British Columbia

Gary Lenz resigns as B.C.'s sergeant-at-arms, citing irreparable damage to reputation

B.C.'s suspended sergeant-at-arms has stepped down, nearly a year after he was escorted from the legislature amidst allegations of questionable spending.

Official was escorted from legislature by police in November 2018

Former sergeant-at-arms Gary Lenz resigned last week. (Ben Nelms/Canadian Press)

B.C.'s suspended sergeant-at-arms has stepped down, nearly a year after he was escorted from the legislature amidst allegations of questionable spending.

Gary Lenz officially resigned from the position on Tuesday. He released a statement saying he has carried out his duties "with utmost integrity" and that he's proud of his work over the last decade.

"However, I no longer believe that I can continue to work for the Legislative Assembly of British Columbia," Lenz wrote.

"After considerable reflection, I have concluded that the damage that has been done to my reputation will never be fully repaired, and that if I continued as sergeant-at-arms, I would be doing a disservice to my office."

Lenz has been on paid administrative leave ever since he and then-clerk Craig James were escorted from the legislature by police in November 2018. James stepped down from his position in May.

The two men have spent the months since November under a cloud of suspicion as a series of investigations have looked into allegations of misconduct and overspending.

In May, former Supreme Court of Canada chief justice Beverley McLachlin released an explosive report that showed multiple examples of misconduct by James, including buying expensive suits and luggage for personal use and the improper acceptance of a $257,988 payout from a retirement benefit program.

McLachlin's report found that Lenz's behaviour did not constitute misconduct, but that he had improperly claimed benefits and used legislature property for personal reasons.

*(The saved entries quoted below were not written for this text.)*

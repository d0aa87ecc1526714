//! Fake external tools for integration tests.
//!
//! Every fake is a POSIX shell script that appends one line per invocation
//! to a shared call log, so tests can assert which tools ran and how.

#![allow(dead_code)]

use pyexe_bundler::bundler::{BuildSettings, BuildSettingsBuilder, ToolchainConfig};
use std::{
    fs,
    os::unix::fs::PermissionsExt,
    path::{Path, PathBuf},
    time::Duration,
};
use tempfile::TempDir;

const BASE_INTERPRETER: &str = r#"#!/bin/sh
echo "venv $*" >> "@LOG@"
root=""
for arg in "$@"; do root="$arg"; done
mkdir -p "$root/bin"
cp "@FAKES@/python.sh" "$root/bin/python"
cp "@FAKES@/pip.sh" "$root/bin/pip"
cp "@FAKES@/pyinstaller.sh" "$root/bin/pyinstaller"
chmod 755 "$root/bin/python" "$root/bin/pip" "$root/bin/pyinstaller"
echo "created virtual environment in $root"
"#;

const PYTHON: &str = r#"#!/bin/sh
echo "Python 3.12.0"
"#;

const PIP: &str = r#"#!/bin/sh
root=$(cd "$(dirname "$0")/.." && pwd)
case "$1" in
  freeze)
    echo "pip freeze" >> "@LOG@"
    if [ -f "@FAKES@/pip.slow" ]; then
      sleep 3
      touch "@FAKES@/pip.finished"
    fi
    if [ -f "$root/installed.txt" ]; then cat "$root/installed.txt"; fi
    ;;
  install)
    shift
    shift
    echo "pip install $*" >> "@LOG@"
    if [ -f "@FAKES@/pip.fail" ]; then
      echo "ERROR: could not install $*" >&2
      exit 1
    fi
    for pkg in "$@"; do echo "$pkg==1.0" >> "$root/installed.txt"; done
    echo "Successfully installed $*"
    ;;
esac
"#;

const PYINSTALLER: &str = r#"#!/bin/sh
name=""
dist=""
mode="onefile"
version_file=""
upx=""
while [ $# -gt 0 ]; do
  case "$1" in
    --name) name="$2"; shift ;;
    --distpath) dist="$2"; shift ;;
    --onedir) mode="onedir" ;;
    --onefile) mode="onefile" ;;
    --version-file) version_file="$2"; shift ;;
    --noupx) upx="noupx" ;;
    --upx-dir) upx="upx-dir $2"; shift ;;
  esac
  shift
done
echo "pyinstaller $name $mode" >> "@LOG@"
if [ -n "$upx" ]; then
  echo "upx $upx" >> "@LOG@"
fi
if [ -n "$version_file" ] && [ -f "$version_file" ]; then
  echo "version-file $version_file" >> "@LOG@"
fi
i=0
while [ $i -lt 30 ]; do
  echo "INFO: step $i"
  i=$((i + 1))
done
if [ -f "@FAKES@/pyinstaller.slow" ]; then
  sleep 3
  touch "@FAKES@/pyinstaller.finished"
fi
if [ -f "@FAKES@/pyinstaller.fail" ]; then
  echo "ERROR: packaging failed" >&2
  exit 2
fi
mkdir -p "$dist"
if [ "$mode" = "onefile" ]; then
  printf 'executable' > "$dist/$name"
else
  mkdir -p "$dist/$name"
  printf 'executable' > "$dist/$name/$name"
  printf 'library' > "$dist/$name/lib.so"
fi
echo "INFO: Build complete"
"#;

const MAKENSIS: &str = r#"#!/bin/sh
echo "makensis $*" >> "@LOG@"
for arg in "$@"; do nsi="$arg"; done
out=$(sed -n 's/^OutFile "\(.*\)"$/\1/p' "$nsi")
if [ -z "$out" ]; then
  echo "no OutFile in $nsi" >&2
  exit 1
fi
echo "MakeNSIS v3.09"
printf 'installer' > "$out"
echo "Output: $out"
"#;

const SIGNTOOL: &str = r#"#!/bin/sh
echo "signtool $*" >> "@LOG@"
if [ -f "@FAKES@/signtool.fail" ]; then
  echo "SignTool Error: invalid certificate" >&2
  exit 1
fi
echo "Successfully signed"
"#;

const SLEEPER: &str = r#"#!/bin/sh
echo "sleeper" >> "@LOG@"
echo "working"
sleep 3
touch "@FAKES@/sleeper.finished"
"#;

/// Scratch workspace with fake tools and a call log.
pub struct FakeTools {
    pub dir: TempDir,
    pub fakes: PathBuf,
    pub log: PathBuf,
}

impl FakeTools {
    pub fn new() -> Self {
        let dir = tempfile::tempdir().expect("tempdir");
        let fakes = dir.path().join("fakes");
        fs::create_dir_all(&fakes).expect("fakes dir");
        let log = dir.path().join("calls.log");
        fs::write(&log, "").expect("call log");

        let tools = Self { dir, fakes, log };
        tools.write_fake("python3", BASE_INTERPRETER);
        tools.write_fake("python.sh", PYTHON);
        tools.write_fake("pip.sh", PIP);
        tools.write_fake("pyinstaller.sh", PYINSTALLER);
        tools.write_fake("signtool", SIGNTOOL);
        tools
    }

    fn write_fake(&self, name: &str, template: &str) -> PathBuf {
        let path = self.fakes.join(name);
        write_executable(&path, &self.render(template));
        path
    }

    fn render(&self, template: &str) -> String {
        template
            .replace("@LOG@", &self.log.display().to_string())
            .replace("@FAKES@", &self.fakes.display().to_string())
    }

    pub fn path(&self) -> &Path {
        self.dir.path()
    }

    pub fn config(&self) -> ToolchainConfig {
        ToolchainConfig {
            environment_root: self.path().join("venv"),
            base_interpreter: self.fakes.join("python3"),
            required_packages: vec!["pyinstaller".into(), "pefile".into()],
            tools_dir: self.path().join("tools"),
            makensis_path: None,
            // never reachable: acquisition must not be attempted in these tests
            nsis_url: Some("http://127.0.0.1:9/nsis.zip".into()),
            environment_timeout_secs: 30,
            build_timeout_secs: 30,
            installer_timeout_secs: 30,
            ..ToolchainConfig::default()
        }
    }

    /// Install the fake makensis where `config` expects it.
    pub fn install_makensis(&self, config: &ToolchainConfig) -> PathBuf {
        let path = config.makensis_path();
        fs::create_dir_all(path.parent().expect("parent")).expect("tools dir");
        write_executable(&path, &self.render(MAKENSIS));
        path
    }

    pub fn signtool(&self) -> PathBuf {
        self.fakes.join("signtool")
    }

    /// Make the named fake fail (`pip`, `pyinstaller` or `signtool`).
    pub fn fail(&self, tool: &str) {
        fs::write(self.fakes.join(format!("{tool}.fail")), "").expect("fail switch");
    }

    /// Make the named fake (`pip freeze` or `pyinstaller`) sleep for three
    /// seconds and then leave a `<tool>.finished` marker.
    pub fn slow(&self, tool: &str) {
        fs::write(self.fakes.join(format!("{tool}.slow")), "").expect("slow switch");
    }

    /// Whether a slow fake ran to completion.
    pub fn finished(&self, tool: &str) -> bool {
        self.fakes.join(format!("{tool}.finished")).exists()
    }

    /// A standalone fake that prints, sleeps, then leaves `sleeper.finished`.
    pub fn sleeper(&self) -> PathBuf {
        self.write_fake("sleeper", SLEEPER)
    }

    pub fn calls(&self) -> Vec<String> {
        fs::read_to_string(&self.log)
            .expect("call log")
            .lines()
            .map(str::to_string)
            .collect()
    }

    pub fn count(&self, prefix: &str) -> usize {
        self.calls().iter().filter(|c| c.starts_with(prefix)).count()
    }

    /// A hello-world script plus default settings writing into this workspace.
    pub fn hello_settings(&self) -> BuildSettings {
        let script = self.path().join("hello.py");
        fs::write(&script, "print(\"hello\")\n").expect("script");
        BuildSettingsBuilder::new()
            .script_path(&script)
            .exe_name("hello")
            .output_dir(self.path().join("dist"))
            .build()
            .expect("settings")
    }
}

pub fn write_executable(path: &Path, content: &str) {
    fs::write(path, content).expect("write fake");
    fs::set_permissions(path, fs::Permissions::from_mode(0o755)).expect("chmod");
}

pub const TIMEOUT: Duration = Duration::from_secs(30);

A more recent report from B.C.'s auditor general raised questions about how travel expenses were handled at the legislature, including expense claims by James and Lenz where it wasn't clear what business was being conducted and whether it was for official purposes.

The results of a police investigation into the allegations against Lenz and James are expected to be released in the coming weeks.

Both men have denied any wrongdoing. In Tuesday's statement, Lenz said he has "co-operated with every request that has been made of me since being removed from office in November 2018."